→ **EXERCISE AIM**
All lines in the records below that hold "type" are to be shown.

---+---

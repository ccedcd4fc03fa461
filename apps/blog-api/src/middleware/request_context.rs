//! Request context middleware - request IDs and per-request cancellation.

use actix_web::{
    Error, HttpMessage,
    dev::{Service, ServiceRequest, ServiceResponse, Transform, forward_ready},
    http::header::{HeaderName, HeaderValue},
};
use std::future::{Future, Ready, ready};
use std::pin::Pin;
use std::time::Duration;

use blog_core::RequestContext;
use tokio_util::sync::CancellationToken;
use tracing::Instrument;
use uuid::Uuid;

/// Header name for request ID.
pub static REQUEST_ID_HEADER: &str = "X-Request-ID";

/// Middleware that gives each request an ID and a [`RequestContext`].
///
/// The context's token is cancelled if the request future is dropped before
/// it completes (the client went away). When a timeout is configured the
/// context also carries a deadline that far from arrival.
pub struct RequestContextMiddleware {
    timeout: Option<Duration>,
}

impl RequestContextMiddleware {
    pub fn new(timeout: Option<Duration>) -> Self {
        Self { timeout }
    }
}

impl<S, B> Transform<S, ServiceRequest> for RequestContextMiddleware
where
    S: Service<ServiceRequest, Response = ServiceResponse<B>, Error = Error>,
    S::Future: 'static,
    B: 'static,
{
    type Response = ServiceResponse<B>;
    type Error = Error;
    type Transform = RequestContextService<S>;
    type InitError = ();
    type Future = Ready<Result<Self::Transform, Self::InitError>>;

    fn new_transform(&self, service: S) -> Self::Future {
        ready(Ok(RequestContextService {
            service,
            timeout: self.timeout,
        }))
    }
}

pub struct RequestContextService<S> {
    service: S,
    timeout: Option<Duration>,
}

impl<S, B> Service<ServiceRequest> for RequestContextService<S>
where
    S: Service<ServiceRequest, Response = ServiceResponse<B>, Error = Error>,
    S::Future: 'static,
    B: 'static,
{
    type Response = ServiceResponse<B>;
    type Error = Error;
    type Future = Pin<Box<dyn Future<Output = Result<Self::Response, Self::Error>>>>;

    forward_ready!(service);

    fn call(&self, req: ServiceRequest) -> Self::Future {
        // Keep an ID supplied by the client or a load balancer
        let request_id = req
            .headers()
            .get(REQUEST_ID_HEADER)
            .and_then(|v| v.to_str().ok())
            .map(String::from)
            .unwrap_or_else(|| Uuid::new_v4().to_string());

        let token = CancellationToken::new();
        let mut ctx = RequestContext::with_token(token.clone());
        if let Some(timeout) = self.timeout {
            ctx = ctx.with_timeout(timeout);
        }

        req.extensions_mut().insert(RequestScope {
            id: request_id.clone(),
            ctx,
        });

        let span = tracing::info_span!("request", request_id = %request_id);
        let fut = span.in_scope(|| self.service.call(req));
        let guard = token.drop_guard();

        Box::pin(
            async move {
                let res = fut.await;
                guard.disarm();
                let mut res = res?;

                res.headers_mut().insert(
                    HeaderName::from_static("x-request-id"),
                    HeaderValue::from_str(&request_id)
                        .unwrap_or_else(|_| HeaderValue::from_static("unknown")),
                );

                Ok(res)
            }
            .instrument(span),
        )
    }
}

/// Request ID and cancellation context for the current request.
///
/// Handlers take this as an extractor and pass [`RequestScope::ctx`] down to
/// the service. Without the middleware a fresh, never-cancelled scope is
/// produced.
#[derive(Debug, Clone)]
pub struct RequestScope {
    id: String,
    ctx: RequestContext,
}

impl RequestScope {
    pub fn id(&self) -> &str {
        &self.id
    }

    pub fn ctx(&self) -> &RequestContext {
        &self.ctx
    }
}

impl actix_web::FromRequest for RequestScope {
    type Error = actix_web::Error;
    type Future = Ready<Result<Self, Self::Error>>;

    fn from_request(req: &actix_web::HttpRequest, _: &mut actix_web::dev::Payload) -> Self::Future {
        let scope = req
            .extensions()
            .get::<RequestScope>()
            .cloned()
            .unwrap_or_else(|| RequestScope {
                id: Uuid::new_v4().to_string(),
                ctx: RequestContext::new(),
            });

        ready(Ok(scope))
    }
}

---+---

→ **EXERCISE RESULT**
    type Response = ServiceResponse<B>;
    type Error = Error;
    type Transform = RequestContextService<S>;
    type InitError = ();
    type Future = Ready<Result<Self::Transform, Self::InitError>>;
    type Response = ServiceResponse<B>;
    type Error = Error;
    type Future = Pin<Box<dyn Future<Output = Result<Self::Response, Self::Error>>>>;
    type Error = actix_web::Error;
    type Future = Ready<Result<Self, Self::Error>>;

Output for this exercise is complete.